Limitations of our study include the fact that families participating in this study may be different from families that did not respond. Additionally, those who are adherent to a GFD may be more inclined to participate, thus introducing responder bias and positively affecting our adherence data. Self-reported results of symptoms at diagnosis may be impacted by the length of time since CD diagnosis. For the burden of increased cost of a GFD, children aged >13 years who completed the questionnaire by themselves may not have a complete understanding of their family’s financial situation. Additionally, this study is limited by the significant proportion of participants who did not have recent serological results and therefore confirmation of the high rates of adherence cannot be extrapolated to all participants. Finally, all participants were seen at BC Children’s Hospital in Vancouver, British Columbia, and the results of our study may not be generalizable to children in other locations who are receiving care from other providers or who are in settings where availability of gluten-free products is different.

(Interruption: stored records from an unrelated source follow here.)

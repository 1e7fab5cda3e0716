//! Structured statements and their deterministic text rendering.
//!
//! A [`Statement`] is built from static table and column names plus bound
//! [`SqlValue`]s. It renders two ways, both reproducible byte for byte:
//!
//! - [`Statement::sql`] with `?` placeholders, paired with
//!   [`Statement::params`] in placeholder order, for execution;
//! - [`fmt::Display`] with every value inlined as a literal, for logs and
//!   for pinning statement text in tests.

use crate::value::SqlValue;
use std::fmt::{self, Write};

/// A table in a `FROM` or `JOIN` clause.
#[derive(Debug, Clone, Copy, PartialEq, Eq)]
pub struct TableRef {
    /// Table name.
    pub name: &'static str,
    /// Optional alias used to qualify columns.
    pub alias: Option<&'static str>,
}

impl TableRef {
    /// A table without alias.
    #[must_use]
    pub const fn new(name: &'static str) -> Self {
        Self { name, alias: None }
    }

    /// A table with an alias.
    #[must_use]
    pub const fn aliased(name: &'static str, alias: &'static str) -> Self {
        Self {
            name,
            alias: Some(alias),
        }
    }

    /// The name columns of this table are qualified with.
    #[must_use]
    pub fn qualifier(&self) -> &'static str {
        self.alias.unwrap_or(self.name)
    }

    fn render(&self, out: &mut String) {
        out.push_str(self.name);
        if let Some(alias) = self.alias {
            let _ = write!(out, " AS {alias}");
        }
    }
}

/// A column reference, optionally qualified and optionally renamed.
#[derive(Debug, Clone, Copy, PartialEq, Eq)]
pub struct ColumnRef {
    /// Table name or alias the column belongs to.
    pub qualifier: Option<&'static str>,
    /// Column name.
    pub name: &'static str,
    /// Output name in a select list.
    pub alias: Option<&'static str>,
}

impl ColumnRef {
    /// An unqualified column.
    #[must_use]
    pub const fn new(name: &'static str) -> Self {
        Self {
            qualifier: None,
            name,
            alias: None,
        }
    }

    /// A column qualified by a table name or alias.
    #[must_use]
    pub const fn qualified(qualifier: &'static str, name: &'static str) -> Self {
        Self {
            qualifier: Some(qualifier),
            name,
            alias: None,
        }
    }

    /// Renames the column in the result set.
    #[must_use]
    pub const fn as_name(mut self, alias: &'static str) -> Self {
        self.alias = Some(alias);
        self
    }

    /// The name this column carries in a result row.
    #[must_use]
    pub fn output_name(&self) -> &'static str {
        self.alias.unwrap_or(self.name)
    }

    fn render_ref(&self, out: &mut String) {
        if let Some(q) = self.qualifier {
            out.push_str(q);
            out.push('.');
        }
        out.push_str(self.name);
    }

    fn render_projection(&self, out: &mut String) {
        self.render_ref(out);
        if let Some(alias) = self.alias {
            let _ = write!(out, " AS {alias}");
        }
    }
}

/// A condition in a `WHERE` clause. Conditions are joined with `AND`.
#[derive(Debug, Clone, PartialEq)]
pub enum Predicate {
    /// `column = value`
    Eq(ColumnRef, SqlValue),
    /// `column IS NULL`
    IsNull(ColumnRef),
}

impl Predicate {
    /// The column the predicate tests.
    #[must_use]
    pub fn column(&self) -> &ColumnRef {
        match self {
            Predicate::Eq(column, _) | Predicate::IsNull(column) => column,
        }
    }
}

/// An inner join of a second table.
#[derive(Debug, Clone, PartialEq)]
pub struct Join {
    /// Joined table.
    pub table: TableRef,
    /// Column of the joined table.
    pub left: ColumnRef,
    /// Column of the base table it must equal.
    pub right: ColumnRef,
}

/// `SELECT` statement.
#[derive(Debug, Clone, PartialEq)]
pub struct Select {
    /// Base table.
    pub from: TableRef,
    /// Projected columns, in result order.
    pub columns: Vec<ColumnRef>,
    /// Optional inner join.
    pub join: Option<Join>,
    /// Conditions.
    pub filter: Vec<Predicate>,
    /// Sort keys, ascending.
    pub order_by: Vec<ColumnRef>,
}

impl Select {
    /// Starts a select from `from`.
    #[must_use]
    pub fn from(from: TableRef) -> Self {
        Self {
            from,
            columns: Vec::new(),
            join: None,
            filter: Vec::new(),
            order_by: Vec::new(),
        }
    }

    /// Adds a projected column.
    #[must_use]
    pub fn column(mut self, column: ColumnRef) -> Self {
        self.columns.push(column);
        self
    }

    /// Adds projected columns.
    #[must_use]
    pub fn columns(mut self, columns: impl IntoIterator<Item = ColumnRef>) -> Self {
        self.columns.extend(columns);
        self
    }

    /// Joins `table` on `left = right`.
    #[must_use]
    pub fn inner_join(mut self, table: TableRef, left: ColumnRef, right: ColumnRef) -> Self {
        self.join = Some(Join { table, left, right });
        self
    }

    /// Adds a `column = value` condition.
    #[must_use]
    pub fn filter_eq(mut self, column: ColumnRef, value: impl Into<SqlValue>) -> Self {
        self.filter.push(Predicate::Eq(column, value.into()));
        self
    }

    /// Adds a `column IS NULL` condition.
    #[must_use]
    pub fn filter_null(mut self, column: ColumnRef) -> Self {
        self.filter.push(Predicate::IsNull(column));
        self
    }

    /// Adds a sort key.
    #[must_use]
    pub fn order_by(mut self, column: ColumnRef) -> Self {
        self.order_by.push(column);
        self
    }
}

/// `INSERT` statement.
#[derive(Debug, Clone, PartialEq)]
pub struct Insert {
    /// Target table.
    pub table: &'static str,
    /// Column names, 1:1 with `values`.
    pub columns: Vec<&'static str>,
    /// Values, 1:1 with `columns`.
    pub values: Vec<SqlValue>,
}

/// `UPDATE` statement.
#[derive(Debug, Clone, PartialEq)]
pub struct Update {
    /// Target table.
    pub table: &'static str,
    /// `column = value` pairs.
    pub assignments: Vec<(&'static str, SqlValue)>,
    /// Conditions.
    pub filter: Vec<Predicate>,
}

/// `DELETE` statement.
#[derive(Debug, Clone, PartialEq)]
pub struct Delete {
    /// Target table.
    pub table: &'static str,
    /// Conditions.
    pub filter: Vec<Predicate>,
}

/// The kind of a statement.
#[derive(Debug, Clone, Copy, PartialEq, Eq, Hash)]
pub enum StatementKind {
    /// Read.
    Select,
    /// Row creation.
    Insert,
    /// Row modification.
    Update,
    /// Row removal.
    Delete,
}

impl StatementKind {
    /// Whether the statement modifies the store.
    #[must_use]
    pub const fn is_write(self) -> bool {
        !matches!(self, StatementKind::Select)
    }
}

impl fmt::Display for StatementKind {
    fn fmt(&self, f: &mut fmt::Formatter<'_>) -> fmt::Result {
        f.write_str(match self {
            StatementKind::Select => "SELECT",
            StatementKind::Insert => "INSERT",
            StatementKind::Update => "UPDATE",
            StatementKind::Delete => "DELETE",
        })
    }
}

/// A statement ready to be executed by an accessor.
#[derive(Debug, Clone, PartialEq)]
pub enum Statement {
    /// Read rows.
    Select(Select),
    /// Create a row.
    Insert(Insert),
    /// Modify rows.
    Update(Update),
    /// Remove rows.
    Delete(Delete),
}

#[derive(Clone, Copy)]
enum Mode {
    Placeholders,
    Literals,
}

In conclusion, our study is the first to demonstrate the differences in barriers in adherence for youth with T1DCD compared to CD. While overall reported adherence to GFD was similar between both groups, we have identified specific barriers in adherence that are more impactful on children living with T1DCD. The results of our study point to the need for a difference in approach to care for youth with both T1D and CD given the complexity of their dual diagnosis.